You Shall Know Our Velocity, Dave Eggers, Penguin, Rs. 395.
IN an era when it's all right to come out, one would expect some sensitive fiction on homosexuality. Unfortunately, the issue still being in its nascent stage in this country, whatever little has been written for a general audience, remains typified. Any great story has to touch some chord somewhere and all stories that connect have a universal theme. Unfortunately, for this book, it fails on both counts. An uninspiring storyline, some tardy writing and absolutely no sensitivity makes it a mushy read. The only redeeming feature in this mess is the presence of a gutsy woman who is ready to experiment with life at different levels and brings a touch of brutal honesty to an otherwise mediocre story. If the author intended to draw attention to the painful life that many gay men lead, often bowing to family pressure to get married and try to lead "normal lives", he's just about missed the point. But yes, it does take you on a guided tour of the gay subculture that exists in Mumbai.

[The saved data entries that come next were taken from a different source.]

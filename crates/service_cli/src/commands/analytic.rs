//! Analytic command: Black-Scholes prices without simulation.

use std::io::Write;

use clap::Args;
use pricer_models::analytical::BlackScholes;

use crate::Result;

/// Arguments of `gbm-pricer analytic`
#[derive(Debug, Clone, Args)]
pub struct AnalyticArgs {
    /// Current asset price
    #[arg(long)]
    pub spot: f64,

    /// Strike price
    #[arg(long)]
    pub strike: f64,

    /// Time to expiration in years
    #[arg(long)]
    pub expiry: f64,

    /// Volatility as a decimal
    #[arg(long)]
    pub volatility: f64,

    /// Risk-free rate as a decimal
    #[arg(long, allow_hyphen_values = true)]
    pub rate: f64,
}

/// Run the analytic command
pub fn run<W: Write>(args: &AnalyticArgs, out: &mut W) -> Result<()> {
    let model = BlackScholes::new(args.spot, args.rate, args.volatility)?;
    let prices = model.prices(args.strike, args.expiry)?;

    writeln!(
        out,
        "Black-Scholes (S={}, K={}, T={}, σ={}, r={})",
        args.spot, args.strike, args.expiry, args.volatility, args.rate
    )?;
    writeln!(out, "  call: {:.4}", prices.call)?;
    writeln!(out, "  put:  {:.4}", prices.put)?;
    writeln!(out, "  d1:   {:.6}", model.d1(args.strike, args.expiry))?;
    writeln!(out, "  d2:   {:.6}", model.d2(args.strike, args.expiry))?;
    Ok(())
}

The Boyfriend, P. Raj Rao, Penguin, Rs. 250.
THIS book is definitely not for the cordon bleu chef. What marks its presence is its simplicity in presentation and the incredible accessibility of the ingredients used in the everyday recipes that are made in most Indian homes on a day-to-day basis. Here is a book that also to some extent demystifies the intricacies of cooking regular Indian food for those who are not familiar with many of the nuances involved. So even as it introduces you to the benefits of palak paneer or tandoori chicken, it also tells you how and where to source your materials and gives out some of the simplest methods in cooking them up. Even for those who cook regularly, the book has some interesting dishes which can be rustled up in a jiffy.
Indian Everyday, Anjum Anand, Headline, price not stated.
WAS Moses one man or two different people? Was he the single most influential figure to lead and found the great monotheistic religions of the world? Did he reveal the divine plan at Mount Sinai? Graham Phillips has used some interesting allegories, with painstaking research into these questions and has fielded a whole new angle to the advent of Moses. This is a historical work of monumental research but often employs a detective's technique to question some of the standard and accepted theories on Moses. Phillips argues that Moses was not one man but two, who lived at different times one a Hebrew priest called Kamose who first discovered God and inspired the Israelites with a new religion, and the other the Egyptian prince Tuthmose. He also contends that the most holy place was not Mt. Sinai but another ancient religious site in the kingdom of Edom. This is a well-written account and for those interested in the history of religion, a definite read.
The Moses Legacy, Graham Phillips, Pan, £7.99.